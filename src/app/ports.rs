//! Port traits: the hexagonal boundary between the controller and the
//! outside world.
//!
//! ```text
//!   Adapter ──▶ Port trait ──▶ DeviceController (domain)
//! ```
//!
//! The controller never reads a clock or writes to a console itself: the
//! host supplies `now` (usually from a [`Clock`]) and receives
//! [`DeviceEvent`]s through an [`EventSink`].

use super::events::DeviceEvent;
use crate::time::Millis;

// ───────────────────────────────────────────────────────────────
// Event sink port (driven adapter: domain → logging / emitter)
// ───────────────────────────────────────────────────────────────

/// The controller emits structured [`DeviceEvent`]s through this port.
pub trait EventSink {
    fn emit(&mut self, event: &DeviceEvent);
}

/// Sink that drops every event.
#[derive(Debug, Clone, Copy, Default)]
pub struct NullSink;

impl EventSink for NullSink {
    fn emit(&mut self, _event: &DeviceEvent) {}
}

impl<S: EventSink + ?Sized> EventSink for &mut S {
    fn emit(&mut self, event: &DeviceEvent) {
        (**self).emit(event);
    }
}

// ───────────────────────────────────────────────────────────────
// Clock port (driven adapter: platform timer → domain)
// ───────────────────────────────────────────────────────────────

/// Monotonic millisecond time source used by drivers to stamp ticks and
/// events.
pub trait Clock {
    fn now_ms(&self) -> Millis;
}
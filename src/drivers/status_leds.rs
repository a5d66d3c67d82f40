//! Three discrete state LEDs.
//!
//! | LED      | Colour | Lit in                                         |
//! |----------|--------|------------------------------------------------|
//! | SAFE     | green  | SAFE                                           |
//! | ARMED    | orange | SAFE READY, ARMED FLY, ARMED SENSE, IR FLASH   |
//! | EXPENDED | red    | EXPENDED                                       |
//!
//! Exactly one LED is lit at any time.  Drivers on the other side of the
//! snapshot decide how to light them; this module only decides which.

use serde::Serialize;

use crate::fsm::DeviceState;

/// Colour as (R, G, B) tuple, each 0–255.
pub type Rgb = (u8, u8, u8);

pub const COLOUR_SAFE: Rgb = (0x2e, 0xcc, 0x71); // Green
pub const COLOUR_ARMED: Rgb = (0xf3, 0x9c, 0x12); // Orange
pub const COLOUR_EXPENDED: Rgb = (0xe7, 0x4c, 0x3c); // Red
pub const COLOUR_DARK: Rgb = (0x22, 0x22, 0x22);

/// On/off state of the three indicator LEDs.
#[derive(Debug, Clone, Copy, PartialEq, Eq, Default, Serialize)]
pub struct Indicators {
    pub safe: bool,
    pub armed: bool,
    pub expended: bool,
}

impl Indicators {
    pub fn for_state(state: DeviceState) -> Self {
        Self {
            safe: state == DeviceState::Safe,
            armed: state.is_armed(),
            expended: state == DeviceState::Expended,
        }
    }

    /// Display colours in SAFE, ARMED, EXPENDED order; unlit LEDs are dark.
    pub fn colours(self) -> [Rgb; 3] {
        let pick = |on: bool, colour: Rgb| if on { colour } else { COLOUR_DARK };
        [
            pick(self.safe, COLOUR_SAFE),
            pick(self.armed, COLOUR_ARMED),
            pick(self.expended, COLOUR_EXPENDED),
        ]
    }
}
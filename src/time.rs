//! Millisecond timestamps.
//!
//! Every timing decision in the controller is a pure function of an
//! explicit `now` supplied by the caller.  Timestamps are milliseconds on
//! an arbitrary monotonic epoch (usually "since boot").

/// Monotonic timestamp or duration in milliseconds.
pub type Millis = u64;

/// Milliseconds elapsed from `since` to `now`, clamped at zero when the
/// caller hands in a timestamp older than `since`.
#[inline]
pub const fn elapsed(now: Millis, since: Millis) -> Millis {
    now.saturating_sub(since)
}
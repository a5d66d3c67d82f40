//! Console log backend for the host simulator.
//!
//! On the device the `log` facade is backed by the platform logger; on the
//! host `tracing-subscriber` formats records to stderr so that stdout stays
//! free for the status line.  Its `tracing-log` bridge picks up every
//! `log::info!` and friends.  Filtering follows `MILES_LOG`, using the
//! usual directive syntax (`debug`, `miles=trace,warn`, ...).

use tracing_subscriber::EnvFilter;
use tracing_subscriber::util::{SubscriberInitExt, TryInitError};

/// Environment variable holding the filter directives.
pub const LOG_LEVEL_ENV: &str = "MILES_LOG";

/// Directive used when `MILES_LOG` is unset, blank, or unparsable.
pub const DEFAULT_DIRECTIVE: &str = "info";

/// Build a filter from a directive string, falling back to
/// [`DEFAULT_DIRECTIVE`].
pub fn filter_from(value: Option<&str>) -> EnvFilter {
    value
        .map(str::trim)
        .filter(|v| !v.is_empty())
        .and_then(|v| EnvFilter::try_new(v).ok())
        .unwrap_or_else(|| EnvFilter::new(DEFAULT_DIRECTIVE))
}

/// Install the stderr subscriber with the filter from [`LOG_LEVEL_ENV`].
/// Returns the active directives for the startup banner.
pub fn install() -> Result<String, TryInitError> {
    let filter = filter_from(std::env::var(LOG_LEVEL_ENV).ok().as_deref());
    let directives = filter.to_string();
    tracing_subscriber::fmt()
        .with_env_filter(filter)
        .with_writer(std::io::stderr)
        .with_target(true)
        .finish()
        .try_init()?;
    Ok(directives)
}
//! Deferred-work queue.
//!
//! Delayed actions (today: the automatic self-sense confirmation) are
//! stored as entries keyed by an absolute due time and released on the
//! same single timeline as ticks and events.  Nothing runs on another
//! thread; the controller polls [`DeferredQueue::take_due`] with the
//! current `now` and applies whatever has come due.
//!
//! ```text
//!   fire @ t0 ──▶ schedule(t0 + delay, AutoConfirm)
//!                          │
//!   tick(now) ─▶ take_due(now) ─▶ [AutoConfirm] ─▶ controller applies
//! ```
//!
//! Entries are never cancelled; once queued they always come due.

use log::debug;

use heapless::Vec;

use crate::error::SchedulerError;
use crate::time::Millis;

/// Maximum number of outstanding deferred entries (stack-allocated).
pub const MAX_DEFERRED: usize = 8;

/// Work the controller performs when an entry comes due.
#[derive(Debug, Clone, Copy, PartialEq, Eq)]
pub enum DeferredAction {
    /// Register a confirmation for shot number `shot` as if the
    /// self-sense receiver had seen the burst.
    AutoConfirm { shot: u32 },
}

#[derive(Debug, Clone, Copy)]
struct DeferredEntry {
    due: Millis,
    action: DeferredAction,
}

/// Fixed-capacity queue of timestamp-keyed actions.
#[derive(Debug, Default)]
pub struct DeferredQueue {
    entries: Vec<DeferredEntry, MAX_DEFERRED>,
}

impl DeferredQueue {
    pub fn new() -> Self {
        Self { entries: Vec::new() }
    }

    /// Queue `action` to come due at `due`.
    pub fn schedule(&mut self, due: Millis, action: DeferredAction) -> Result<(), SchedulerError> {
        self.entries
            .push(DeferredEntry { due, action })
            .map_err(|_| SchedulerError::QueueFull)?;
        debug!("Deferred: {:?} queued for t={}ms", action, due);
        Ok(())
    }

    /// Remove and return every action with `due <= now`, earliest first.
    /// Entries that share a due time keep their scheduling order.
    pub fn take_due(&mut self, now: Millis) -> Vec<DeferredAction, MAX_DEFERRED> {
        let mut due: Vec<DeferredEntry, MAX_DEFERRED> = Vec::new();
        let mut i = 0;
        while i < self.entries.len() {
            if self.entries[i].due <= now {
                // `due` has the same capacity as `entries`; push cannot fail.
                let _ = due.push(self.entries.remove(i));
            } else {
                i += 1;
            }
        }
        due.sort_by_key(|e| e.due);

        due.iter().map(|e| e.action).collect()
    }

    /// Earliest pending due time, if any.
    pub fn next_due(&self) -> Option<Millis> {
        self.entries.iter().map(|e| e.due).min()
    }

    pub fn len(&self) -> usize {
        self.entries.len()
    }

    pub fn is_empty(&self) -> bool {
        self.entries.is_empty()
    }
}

### What is required
Tally the lines in the records above that contain the string "DeviceState" and report only the tally.

### Answer box
4